Read in | English | Español | Français | Deutsch | Português | Italiano | 日本語 | 한국어 | 简体中文 | 繁體中文 | العربية | Nederlands | Finnish | Bahasa | Русский | Svenska | Polski

Program dukungan yang intensif membantu anak-anak dengan penyakit langka

Published on February 24, 2006 at 10:39 AM · No Comments

Program dukungan yang intensif dapat membantu orang tua dari anak-anak dengan penyakit langka mengurangi tingkat stres mereka dan meningkatkan kualitas hidup mereka, menurut penelitian yang dipublikasikan dalam terbaru Journal of Nursing Lanjutan .

244 orang tua menghadiri sebuah pusat nasional untuk keluarga anak-anak penyandang cacat jarang mengambil bagian dalam studi yang dipimpin oleh sebuah tim di Universitas Gothenburg.

Hal ini bertujuan untuk mengukur efek dari serangkaian program lima hari, masing-masing mencakup penyakit tertentu dan melibatkan sekitar 10 keluarga dari seluruh Swedia.

Sampel terdiri dari 136 ibu dan 108 ayah merawat 142 anak dengan penyakit langka, yang didefinisikan di Swedia sebagai salah satu yang mempengaruhi kurang dari 100 orang per juta.

Faktor yang mempengaruhi kepuasan hidup secara keseluruhan orang tua 'berubah setelah mereka terlibat dalam program ini, dengan jelas pergeseran penekanan dari internal ke masalah eksternal.
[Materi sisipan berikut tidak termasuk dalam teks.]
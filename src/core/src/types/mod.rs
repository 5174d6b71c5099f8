//! Request-scoped value types

pub mod identity;
pub mod state;

pub use identity::Identity;
pub use state::AuthorizationState;
//! Wire protocol between the mail server and the loader
//!
//! A request is the identity length as a native-endian `usize` followed by
//! exactly that many identity bytes. The reply is a bare ASCII string with no
//! terminator; the loader closes the connection after sending it.

use crate::error::SizeError;

/// Identities must be strictly shorter than this many bytes.
pub const MAXKEY: usize = 512;

/// Width of the length field on the wire.
pub const SIZE_FIELD_LEN: usize = std::mem::size_of::<usize>();

/// Reply sent back to the caller, exactly once per connection.
#[derive(Debug, Clone, PartialEq, Eq)]
pub enum Reply {
    /// Resolution succeeded. Sent even when the cache write failed.
    Ok,
    /// The length field could not be read.
    ReadSize,
    /// The length field was at or above [`MAXKEY`].
    InvalidSize,
    /// The length field was zero.
    ZeroSize,
    /// The identity bytes could not be read.
    ReadUser,
    /// Diagnostic supplied verbatim by the backend module.
    Module(String),
}

impl Reply {
    pub fn as_str(&self) -> &str {
        match self {
            Reply::Ok => "OK",
            Reply::ReadSize => "Error reading request (size)",
            Reply::InvalidSize => "Error: invalid request size",
            Reply::ZeroSize => "Error: zero request size",
            Reply::ReadUser => "Error reading request (user)",
            Reply::Module(msg) => msg,
        }
    }

    pub fn as_bytes(&self) -> &[u8] {
        self.as_str().as_bytes()
    }
}

impl From<SizeError> for Reply {
    fn from(err: SizeError) -> Self {
        match err {
            SizeError::Zero => Reply::ZeroSize,
            SizeError::TooLarge { .. } => Reply::InvalidSize,
        }
    }
}

/// Decode the length field.
pub fn decode_size(field: [u8; SIZE_FIELD_LEN]) -> usize {
    usize::from_ne_bytes(field)
}

/// Check a decoded length against the protocol bounds.
///
/// Rejects zero and anything at or above [`MAXKEY`]. A length of exactly
/// `MAXKEY` is rejected even though a `MAXKEY`-byte buffer could hold it.
pub fn validate_size(size: usize) -> Result<usize, SizeError> {
    if size >= MAXKEY {
        return Err(SizeError::TooLarge { size, max: MAXKEY });
    }
    if size == 0 {
        return Err(SizeError::Zero);
    }
    Ok(size)
}

/// Frame an identity as a request. Used by clients and tests.
pub fn encode_request(identity: &[u8]) -> Vec<u8> {
    encode_request_with_size(identity.len(), identity)
}

/// Frame a request with an arbitrary length field, which may disagree with
/// the payload.
pub fn encode_request_with_size(size: usize, payload: &[u8]) -> Vec<u8> {
    let mut buf = Vec::with_capacity(SIZE_FIELD_LEN + payload.len());
    buf.extend_from_slice(&size.to_ne_bytes());
    buf.extend_from_slice(payload);
    buf
}
//! Identity being resolved

use crate::error::SizeError;
use crate::protocol::validate_size;
use std::fmt;

/// Raw identity bytes, conventionally a short ASCII user name.
///
/// Always between 1 and `MAXKEY - 1` bytes long. Compared byte for byte;
/// no case folding or normalization happens here.
#[derive(Clone, PartialEq, Eq, Hash)]
pub struct Identity(Vec<u8>);

impl Identity {
    /// Wrap identity bytes, enforcing the protocol length bounds
    pub fn new<B: Into<Vec<u8>>>(bytes: B) -> Result<Self, SizeError> {
        let bytes = bytes.into();
        validate_size(bytes.len())?;
        Ok(Identity(bytes))
    }

    pub fn as_bytes(&self) -> &[u8] {
        &self.0
    }

    pub fn len(&self) -> usize {
        self.0.len()
    }

    pub fn is_empty(&self) -> bool {
        self.0.is_empty()
    }

    /// The identity as UTF-8, if it is valid UTF-8
    pub fn as_str(&self) -> Option<&str> {
        std::str::from_utf8(&self.0).ok()
    }

    /// Hex encoding used as the cache id in debug logs
    pub fn cache_id(&self) -> String {
        hex::encode(&self.0)
    }
}

impl fmt::Display for Identity {
    fn fmt(&self, f: &mut fmt::Formatter<'_>) -> fmt::Result {
        write!(f, "{}", String::from_utf8_lossy(&self.0))
    }
}

impl fmt::Debug for Identity {
    fn fmt(&self, f: &mut fmt::Formatter<'_>) -> fmt::Result {
        f.debug_tuple("Identity")
            .field(&String::from_utf8_lossy(&self.0))
            .finish()
    }
}

impl AsRef<[u8]> for Identity {
    fn as_ref(&self) -> &[u8] {
        &self.0
    }
}
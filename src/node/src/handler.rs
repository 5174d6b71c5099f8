//! Per-connection request handling
//!
//! One connection carries one request. The handler reads the length field,
//! validates it, reads the identity, asks the active module for its
//! authorization state, writes a successful result to the cache and sends
//! a single textual reply. The stream is shut down and dropped on every
//! path, exactly once.

use ptloader_cache::SharedCache;
use ptloader_core::protocol::{decode_size, validate_size};
use ptloader_core::{ActiveModule, AuthorizationState, Identity, Reply, Resolution, SIZE_FIELD_LEN};
use tokio::io::{AsyncRead, AsyncReadExt, AsyncWrite, AsyncWriteExt};
use tracing::{debug, error, warn};

/// Serves single-request connections against one module and one cache
pub struct ConnectionHandler {
    module: ActiveModule,
    cache: SharedCache,
    debug: bool,
}

impl ConnectionHandler {
    pub fn new(module: ActiveModule, cache: SharedCache) -> Self {
        Self {
            module,
            cache,
            debug: false,
        }
    }

    /// Log every identity and its cache id at debug level
    pub fn with_debug(mut self, debug: bool) -> Self {
        self.debug = debug;
        self
    }

    /// Serve one connection to completion and close it.
    ///
    /// Returns the reply that was sent, for logging and tests.
    pub async fn handle<S>(&self, mut stream: S) -> Reply
    where
        S: AsyncRead + AsyncWrite + Unpin,
    {
        let reply = self.process(&mut stream).await;

        // write_all retries short writes until the reply is out or the
        // socket fails hard
        if let Err(e) = stream.write_all(reply.as_bytes()).await {
            warn!(error = %e, "failed to send reply");
        } else if let Err(e) = stream.flush().await {
            warn!(error = %e, "failed to flush reply");
        }

        if let Err(e) = stream.shutdown().await {
            debug!(error = %e, "error closing connection");
        }
        drop(stream);

        reply
    }

    async fn process<S>(&self, stream: &mut S) -> Reply
    where
        S: AsyncRead + Unpin,
    {
        let mut field = [0u8; SIZE_FIELD_LEN];
        if let Err(e) = stream.read_exact(&mut field).await {
            error!(error = %e, "socket (size)");
            return Reply::ReadSize;
        }

        let size = match validate_size(decode_size(field)) {
            Ok(size) => size,
            Err(e) => {
                error!(error = %e, "rejecting request");
                return Reply::from(e);
            }
        };

        let mut buf = vec![0u8; size];
        if let Err(e) = stream.read_exact(&mut buf).await {
            error!(size, error = %e, "socket (user)");
            return Reply::ReadUser;
        }

        let identity = match Identity::new(buf) {
            Ok(identity) => identity,
            Err(e) => return Reply::from(e),
        };

        if self.debug {
            debug!(user = %identity, cacheid = %identity.cache_id(), "resolving");
        }

        match self.module.resolve(&identity).await {
            Resolution::Resolved(state) => {
                self.store(&identity, &state);
                Reply::Ok
            }
            Resolution::Failed(reply) => {
                debug!(user = %identity, module = self.module.name(), reply = %reply, "resolution failed");
                Reply::Module(reply)
            }
        }
    }

    /// Write the state to the cache. Failures are logged and never change
    /// the reply.
    fn store(&self, identity: &Identity, state: &AuthorizationState) {
        match self.cache.upsert(identity.as_bytes(), state.as_bytes()) {
            Ok(()) => {
                if self.debug {
                    debug!(user = %identity, bytes = state.len(), "stored auth state");
                }
            }
            Err(e) => {
                error!(user = %identity, error = %e, "DBERROR: storing auth state");
            }
        }
    }
}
Sebelum inisiatif, orang tua - yang disurvei sebelum program dan enam dan dua belas bulan setelah terjadi - mengatakan bahwa kekhawatiran utama mereka yang terkait dengan perasaan ketegangan, ketidakmampuan orang tua dan isolasi sosial.
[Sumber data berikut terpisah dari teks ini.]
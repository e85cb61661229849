use crate::error::Result;
use crate::target::Target;

/// Outcome of one primitive load: how many bytes landed in the destination
/// and how long the addressed byte-string is in full.
#[derive(Clone, Copy, Debug, PartialEq, Eq)]
pub struct RawRead {
    pub written: usize,
    pub total: usize,
}

/// The single cross-boundary operation everything above composes. Each call
/// is comparatively expensive, so callers keep the count down.
///
/// Implementations must be read-only and idempotent: the transaction
/// snapshot cannot change during one script invocation, so equal targets
/// yield equal lengths and equal bytes.
pub trait Loader {
    /// Copy up to `buf.len()` bytes of the addressed byte-string, starting
    /// at `offset` within it, into `buf`.
    ///
    /// `offset >= total` writes nothing but still reports the total, which
    /// is how a zero-length probe (`&mut []`, offset 0) discovers lengths.
    /// Fails with `IndexOutOfBound` when `index` exceeds the entry count of
    /// the source, and with `ItemMissing` when the addressed field does not
    /// exist for an otherwise valid item.
    fn raw_read(&self, target: &Target, buf: &mut [u8], offset: u64) -> Result<RawRead>;

    /// VM debug channel. Default is a no-op so loaders without one can
    /// ignore it.
    fn debug(&self, _message: &str) {}
}
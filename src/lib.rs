//! Lazy, syscall-minimizing readers over transaction fields for CKB script
//! environments.
//!
//! A script running inside the VM cannot see the transaction it validates;
//! it queries structured fields (cell capacity, lock script, witness bytes,
//! header bytes, input metadata, cell data) through a narrow load primitive
//! that copies a byte range into a caller-supplied buffer and reports the
//! item's total length. Every such call crosses an expensive boundary, so
//! the [`Reader`] family keeps the count down: a length probe is one call,
//! and a whole-item read is at most two.
//!
//! Readers return raw bytes or an absence signal; decoding them (Molecule
//! or otherwise) is the caller's business.

pub mod constants;
pub mod error;
pub mod loader;
pub mod reader;
pub mod source;
pub mod target;

pub use error::{ReaderError, Result};
pub use loader::{Loader, RawRead};
pub use reader::{debug, load_script, load_script_hash, load_tx_hash, Reader};
pub use source::{CellField, InputField, Source};
pub use target::Target;
//! Raw numbers shared with the VM boundary.
//!
//! These are the values the syscall layer actually sees; everything else in
//! the crate speaks typed enums and converts at the edge.

/// Syscall ids, one per load primitive.
pub const SYS_LOAD_SCRIPT: u64 = 2052;
pub const SYS_LOAD_TX_HASH: u64 = 2061;
pub const SYS_LOAD_SCRIPT_HASH: u64 = 2062;
pub const SYS_LOAD_CELL: u64 = 2071;
pub const SYS_LOAD_HEADER: u64 = 2072;
pub const SYS_LOAD_INPUT: u64 = 2073;
pub const SYS_LOAD_WITNESS: u64 = 2074;
pub const SYS_LOAD_CELL_BY_FIELD: u64 = 2081;
pub const SYS_LOAD_INPUT_BY_FIELD: u64 = 2083;
pub const SYS_LOAD_CELL_DATA: u64 = 2092;
pub const SYS_DEBUG: u64 = 2177;

/// Return codes of the load primitives. `SUCCESS` is never an error value.
pub const SUCCESS: u64 = 0;
pub const INDEX_OUT_OF_BOUND: u64 = 1;
pub const ITEM_MISSING: u64 = 2;

/// Source codes. The group sources index within the current script's
/// verification group and carry a reserved high-bit flag, keeping them
/// numerically apart from the plain four.
pub const SOURCE_INPUT: u64 = 1;
pub const SOURCE_OUTPUT: u64 = 2;
pub const SOURCE_CELL_DEP: u64 = 3;
pub const SOURCE_HEADER_DEP: u64 = 4;
pub const SOURCE_GROUP_FLAG: u64 = 0x0100_0000_0000_0000;
pub const SOURCE_GROUP_INPUT: u64 = SOURCE_GROUP_FLAG | SOURCE_INPUT;
pub const SOURCE_GROUP_OUTPUT: u64 = SOURCE_GROUP_FLAG | SOURCE_OUTPUT;

/// Cell sub-field codes for the load-cell-by-field primitive.
pub const CELL_FIELD_CAPACITY: u64 = 0;
pub const CELL_FIELD_DATA_HASH: u64 = 1;
pub const CELL_FIELD_LOCK: u64 = 2;
pub const CELL_FIELD_LOCK_HASH: u64 = 3;
pub const CELL_FIELD_TYPE: u64 = 4;
pub const CELL_FIELD_TYPE_HASH: u64 = 5;
pub const CELL_FIELD_OCCUPIED_CAPACITY: u64 = 6;

/// Input sub-field codes for the load-input-by-field primitive.
pub const INPUT_FIELD_OUT_POINT: u64 = 0;
pub const INPUT_FIELD_SINCE: u64 = 1;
Setelah program, mereka menempatkan penekanan lebih besar pada tuntutan eksternal seperti masalah dengan pasangan mereka, dibayar jaringan kerja dan sosial.

"Ibu lebih mungkin untuk mengalami tingkat stres yang tinggi dan ketegangan fisik dan emosional, dengan ibu tunggal - yang terdiri sepuluh persen dari sampel laki-laki - rekaman tingkat tertinggi" kata pemimpin penulis Dr Lotta Dellve, seorang perawat terdaftar dan Associate Professor di Universitas.

"Bapa mengalami stres yang tinggi berhubungan dengan perasaan ketidakmampuan, yang menurun setelah intervensi, seperti halnya ketegangan yang dialami oleh 24 persen per ibu dan 87 persen dari ayah yang bekerja penuh waktu.

"Baik ibu dan ayah merasa bahwa program tersebut membantu mereka untuk meningkatkan pengetahuan dan strategi koping dan ibu merasa bahwa hal itu juga meningkatkan tingkat dukungan sosial yang mereka terima."